Fürbitten vortragen und "griechisch" gehen.
Manfreds Schritte:
Jesous Hyos thou theou
li. re. li.
re.leer

Erschöpft, leer, trotz beschwingter Gespräche, komme ich in Eisenach an.

Mittagstisch
Selbst auf Bergeshöhe werden wir von unseren bienenfleißigen "Küchenvätern" versorgt.
Arne, der Melonenmeister, "verteilt" Melonenscheiben. Köstlich!
Hinterher kann, wer will, in die Venushöhle kriechen. Es ist dort behaglich, wenn auch finster.
Abend
Feierlicher Gottesdienst in der Elisabethkirche, in dessen Mittelpunkt Elisabeth steht (2 Pater).
Pater Clement eindringlich:
Geh zu den Armen und du gehst zu Gott. Begib dich in die Armut, lebe Gott.
Clement hat sich für Gott entschieden, ohne die "geringsten" Brüder und Schwestern kann er nicht leben.
clement_muhil@yahov.com

Clement singt mit uns sein Lied:

I have decided to follow Jesus (3)
No turning back, no turning back.

The cross before me, the world behind me (3)
No turning back, no turning back.

Though none go with me, still I will follow (3)
No turning back, no turning back.

Im Quartier angekommen. Platz suchen. Auspacken. Anstehen.
Komplet.
Komplet albern.

Wolfgang Krahn


Pressenotiz

Thüringische Landeszeitung vom 22.07.04

Ressort: Lokales Heiligenstadt

Ressort: Tagebuch

Die ersten Blasen an den Pilgerfüßen


Eisenach/Hülfensberg.
(tlz) Niemand fragt in der Pilgergruppe, die unterwegs zum Hülfensberg ist, ob er katholisch oder evangelisch ist. Keiner will den Anderen belehren. Das ist eine gute Erfahrung, sagte Wallfahrtsleiter Krause gestern dem Tageblatt. Die 54-köpfige Pilgerschar traf am frühen Abend in Eisenach ein nach einem doch beschwerlichen Weg über den Hörselberg. Einige hätten nun doch Blasen an den Füßen bekommen, aber ansonsten geht es allen gut.

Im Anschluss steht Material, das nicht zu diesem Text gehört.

use std::path::{Path, PathBuf};

use futures::future::BoxFuture;
use futures::stream::BoxStream;
use futures::StreamExt;
use log::{info, warn};
use tokio::io::AsyncWriteExt;

use crate::api::ApiClient;
use crate::domain::{build_request, DownloadError, FormState};
use crate::utils::sanitize_filename;

/// Fallback denominator when the server does not advertise a length; keeps
/// the percentage renderable at the cost of being an estimate.
const FALLBACK_TOTAL_BYTES: u64 = 10_000_000;

#[derive(Debug, Clone)]
pub enum DownloadEvent {
    /// Response headers received; `filename` is what the save will suggest.
    Accepted { filename: String },
    /// 0-100, never decreasing within one transfer.
    Progress(u8),
    Completed { path: PathBuf, filename: String },
    /// The user declined the save dialog.
    Cancelled,
    Failed(DownloadError),
}

/// Picks where the received bytes land. The GUI implementation opens a save
/// dialog; tests supply a fixed path.
pub trait SavePicker: Send + 'static {
    fn pick(self, suggested_filename: String) -> BoxFuture<'static, Option<PathBuf>>;
}

pub struct DialogPicker;

impl SavePicker for DialogPicker {
    fn pick(self, suggested_filename: String) -> BoxFuture<'static, Option<PathBuf>> {
        Box::pin(async move {
            rfd::AsyncFileDialog::new()
                .set_file_name(&suggested_filename)
                .save_file()
                .await
                .map(|handle| handle.path().to_path_buf())
        })
    }
}

#[derive(Clone)]
pub struct DownloadCoordinator {
    api_client: ApiClient,
}

impl DownloadCoordinator {
    pub fn new(api_client: ApiClient) -> Self {
        Self { api_client }
    }

    /// Run one submission end to end: validate, POST, pick a destination,
    /// stream into `<dest>.part`, then rename into place. Every failure path
    /// removes the partial file, so nothing survives a failed transfer.
    pub fn run(
        &self,
        form: FormState,
        picker: impl SavePicker,
    ) -> BoxStream<'static, DownloadEvent> {
        futures::stream::unfold(
            RunState::Start {
                client: self.api_client.clone(),
                form,
                picker,
            },
            |state| async move {
                match state {
                    RunState::Start {
                        client,
                        form,
                        picker,
                    } => {
                        let request = match build_request(&form) {
                            Ok(request) => request,
                            Err(e) => return Some((DownloadEvent::Failed(e), RunState::Finished)),
                        };

                        match client.submit(&request).await {
                            Ok(transfer) => {
                                let filename = transfer
                                    .filename
                                    .as_deref()
                                    .map(sanitize_filename)
                                    .filter(|name| !name.is_empty())
                                    .unwrap_or_else(|| request.format.default_filename());

                                Some((
                                    DownloadEvent::Accepted {
                                        filename: filename.clone(),
                                    },
                                    RunState::ChoosePath {
                                        transfer,
                                        filename,
                                        picker,
                                    },
                                ))
                            }
                            Err(e) => Some((DownloadEvent::Failed(e), RunState::Finished)),
                        }
                    }
                    RunState::ChoosePath {
                        transfer,
                        filename,
                        picker,
                    } => match picker.pick(filename.clone()).await {
                        None => Some((DownloadEvent::Cancelled, RunState::Finished)),
                        Some(final_path) => {
                            let part_path = partial_path(&final_path);
                            match tokio::fs::File::create(&part_path).await {
                                Ok(file) => Some((
                                    DownloadEvent::Progress(0),
                                    RunState::Streaming {
                                        file,
                                        stream: transfer.stream,
                                        part_path,
                                        final_path,
                                        filename,
                                        downloaded: 0,
                                        total: transfer.total_bytes,
                                        last_percent: 0,
                                    },
                                )),
                                Err(e) => Some((
                                    DownloadEvent::Failed(DownloadError::Io(format!(
                                        "Failed to create file: {e}"
                                    ))),
                                    RunState::Finished,
                                )),
                            }
                        }
                    },
                    RunState::Streaming {
                        mut file,
                        mut stream,
                        part_path,
                        final_path,
                        filename,
                        mut downloaded,
                        total,
                        last_percent,
                    } => match stream.next().await {
                        Some(Ok(chunk)) => {
                            if let Err(e) = file.write_all(&chunk).await {
                                drop(file);
                                discard_partial(&part_path).await;
                                return Some((
                                    DownloadEvent::Failed(DownloadError::Io(format!(
                                        "Write error: {e}"
                                    ))),
                                    RunState::Finished,
                                ));
                            }

                            downloaded += chunk.len() as u64;
                            let percent = last_percent.max(progress_percent(downloaded, total));

                            Some((
                                DownloadEvent::Progress(percent),
                                RunState::Streaming {
                                    file,
                                    stream,
                                    part_path,
                                    final_path,
                                    filename,
                                    downloaded,
                                    total,
                                    last_percent: percent,
                                },
                            ))
                        }
                        Some(Err(e)) => {
                            drop(file);
                            discard_partial(&part_path).await;
                            Some((DownloadEvent::Failed(e), RunState::Finished))
                        }
                        None => {
                            if let Err(e) = file.sync_all().await {
                                drop(file);
                                discard_partial(&part_path).await;
                                return Some((
                                    DownloadEvent::Failed(DownloadError::Io(format!(
                                        "Failed to sync file: {e}"
                                    ))),
                                    RunState::Finished,
                                ));
                            }
                            drop(file);

                            if let Err(e) = tokio::fs::rename(&part_path, &final_path).await {
                                discard_partial(&part_path).await;
                                return Some((
                                    DownloadEvent::Failed(DownloadError::Io(format!(
                                        "Failed to move file into place: {e}"
                                    ))),
                                    RunState::Finished,
                                ));
                            }

                            info!("saved {} ({downloaded} bytes)", final_path.display());
                            Some((
                                DownloadEvent::Completed {
                                    path: final_path,
                                    filename,
                                },
                                RunState::Finished,
                            ))
                        }
                    },
                    RunState::Finished => None,
                }
            },
        )
        .boxed()
    }
}

enum RunState<P> {
    Start {
        client: ApiClient,
        form: FormState,
        picker: P,
    },
    ChoosePath {
        transfer: crate::api::Transfer,
        filename: String,
        picker: P,
    },
    Streaming {
        file: tokio::fs::File,
        stream: BoxStream<'static, crate::api::Result<bytes::Bytes>>,
        part_path: PathBuf,
        final_path: PathBuf,
        filename: String,
        downloaded: u64,
        total: Option<u64>,
        last_percent: u8,
    },
    Finished,
}

/// `floor(received * 100 / total)`, capped at 100 when the fallback
/// denominator is exceeded.
fn progress_percent(downloaded: u64, total: Option<u64>) -> u8 {
    let denominator = match total {
        Some(total) if total > 0 => total,
        _ => FALLBACK_TOTAL_BYTES,
    };
    (downloaded.saturating_mul(100) / denominator).min(100) as u8
}

fn partial_path(path: &Path) -> PathBuf {
    let mut raw = path.as_os_str().to_os_string();
    raw.push(".part");
    PathBuf::from(raw)
}

async fn discard_partial(path: &Path) {
    if let Err(e) = tokio::fs::remove_file(path).await {
        warn!("failed to remove partial file {}: {e}", path.display());
    }
}
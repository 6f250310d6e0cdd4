pub mod error;
pub mod form;
pub mod model;

pub use error::DownloadError;
pub use form::{build_request, FormState};
pub use model::{
    Bitrate, DownloadRequest, EqualizerPreset, OutputFormat, Provider, Quality, Resolution,
    TransferPhase,
};
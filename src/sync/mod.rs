//! Tree comparison module
//!
//! Indexes origin and destination and computes the set of files the
//! destination is missing.

mod compare;

pub use compare::*;
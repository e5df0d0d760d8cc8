//! Batch copy runner
//!
//! Copies a list of relative paths from one root to another, one file at a
//! time in lexicographic order. A failing file is recorded and the batch
//! moves on; every processed file produces exactly one progress update and
//! the batch ends with exactly one completion summary.

use crate::error::FailureKind;
use crate::fs::{CopyOptions, FileCopier, RelativePath};
use crossbeam::channel::Sender;
use serde::Serialize;
use std::path::{Path, PathBuf};
use std::sync::atomic::{AtomicBool, Ordering};
use std::sync::Arc;
use std::time::{Duration, Instant};

/// What happened to one file
#[derive(Debug, Clone, PartialEq, Eq, Serialize)]
#[serde(tag = "status", rename_all = "lowercase")]
pub enum CopyOutcome {
    /// Content is in place under the target
    Success {
        /// Bytes written
        bytes: u64,
        /// Source timestamps were applied
        times_preserved: bool,
    },
    /// The copy failed; nothing was left under the final name
    Failure {
        /// Classified cause
        kind: FailureKind,
        /// Human-readable error
        reason: String,
    },
}

/// Outcome of one path in a batch
#[derive(Debug, Clone, PartialEq, Eq, Serialize)]
pub struct FileOutcome {
    /// Relative path that was processed
    pub path: RelativePath,
    /// Result of the copy
    #[serde(flatten)]
    pub outcome: CopyOutcome,
}

impl FileOutcome {
    /// Check if the file was copied
    pub fn is_success(&self) -> bool {
        matches!(self.outcome, CopyOutcome::Success { .. })
    }

    /// One-line outcome: `OK: <path>` or `ERROR: <path> (<reason>)`
    pub fn message(&self) -> String {
        match &self.outcome {
            CopyOutcome::Success { .. } => format!("OK: {}", self.path),
            CopyOutcome::Failure { reason, .. } => format!("ERROR: {} ({})", self.path, reason),
        }
    }
}

/// Sent once per processed file
#[derive(Debug, Clone, PartialEq, Eq, Serialize)]
pub struct ProgressUpdate {
    /// 1-based index of the file just processed
    pub current: usize,
    /// Files in the batch
    pub total: usize,
    /// Outcome line for that file
    pub message: String,
}

/// Sent once when a batch ends, after the last progress update
#[derive(Debug, Clone, PartialEq, Eq, Serialize)]
pub struct CompletionSummary {
    /// Files copied
    pub success_count: usize,
    /// Files that failed
    pub failure_count: usize,
    /// Directory the files were copied into
    pub target: PathBuf,
}

/// Event streamed from a background batch
#[derive(Debug, Clone, PartialEq, Eq)]
pub enum BatchEvent {
    /// One file was processed
    Progress(ProgressUpdate),
    /// The batch is over
    Finished(CompletionSummary),
}

/// Receiver of batch notifications
///
/// Called from the thread running the batch, in order.
pub trait ProgressSink {
    /// A file was processed
    fn on_progress(&self, update: &ProgressUpdate);

    /// The batch ended
    fn on_finished(&self, summary: &CompletionSummary);
}

/// Sink that drops every notification
#[derive(Debug, Clone, Copy, Default)]
pub struct NoProgress;

impl ProgressSink for NoProgress {
    fn on_progress(&self, _update: &ProgressUpdate) {}

    fn on_finished(&self, _summary: &CompletionSummary) {}
}

// A hung-up receiver does not stop the batch.
impl ProgressSink for Sender<BatchEvent> {
    fn on_progress(&self, update: &ProgressUpdate) {
        let _ = self.send(BatchEvent::Progress(update.clone()));
    }

    fn on_finished(&self, summary: &CompletionSummary) {
        let _ = self.send(BatchEvent::Finished(summary.clone()));
    }
}
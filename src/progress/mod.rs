//! Progress reporting module
//!
//! Terminal progress bar for copy batches.

mod reporter;

pub use reporter::*;
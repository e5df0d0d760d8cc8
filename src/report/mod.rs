//! Run reporting module
//!
//! Writes the per-run log into the copy target.

mod run_log;

pub use run_log::*;
//! Core copy engine module
//!
//! Provides the batch runner and the engine that drives analysis and
//! copying for one session.

mod copier;
mod runner;

pub use copier::*;
pub use runner::*;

Zum Abschluss der vierten Tagesetappe feierte die Gruppe in der St. Elisabeth Kirche einen Gottesdienst, den Pater Joseph aus Indien, er arbeitet dort in einem Pflegehaus für Kranke, zelebrierte. 24 Stunden zuvor war die Gruppe Gast im Behindertenheim in Mechterstädt, wo sie auch zu Abend gegessen und sich ein Bild von der dortigen Arbeit für behinderte Menschen gemacht hatten.

Auf dem Pilgerweg den Glauben zu vertiefen, ist Anliegen der Gruppe. So wurden auch gestern nach dem Aufbruch aus Mechterstädt wieder Puncta zum Glaubensgespräch gehalten, gab es eine Stunde des Schweigens und ging es im Bibelkreis um Thomas. Heute um 7 Uhr wollen die Pilger vom Werner-Sülten-Haus in Eisenach zur nächsten Etappe aufbrechen.

Ihre Einladung besteht weiter: Kurzent-schlossene, die mitgehen wollen, sind weiter willkommen (S 01732776916).

Übrigens: In der Gruppe wurde nochmals nachgezählt und - gefragt, wer vom Eichsfeld kommt. Nun, es sind nicht nur sechs, sondern doch 16, so Krause.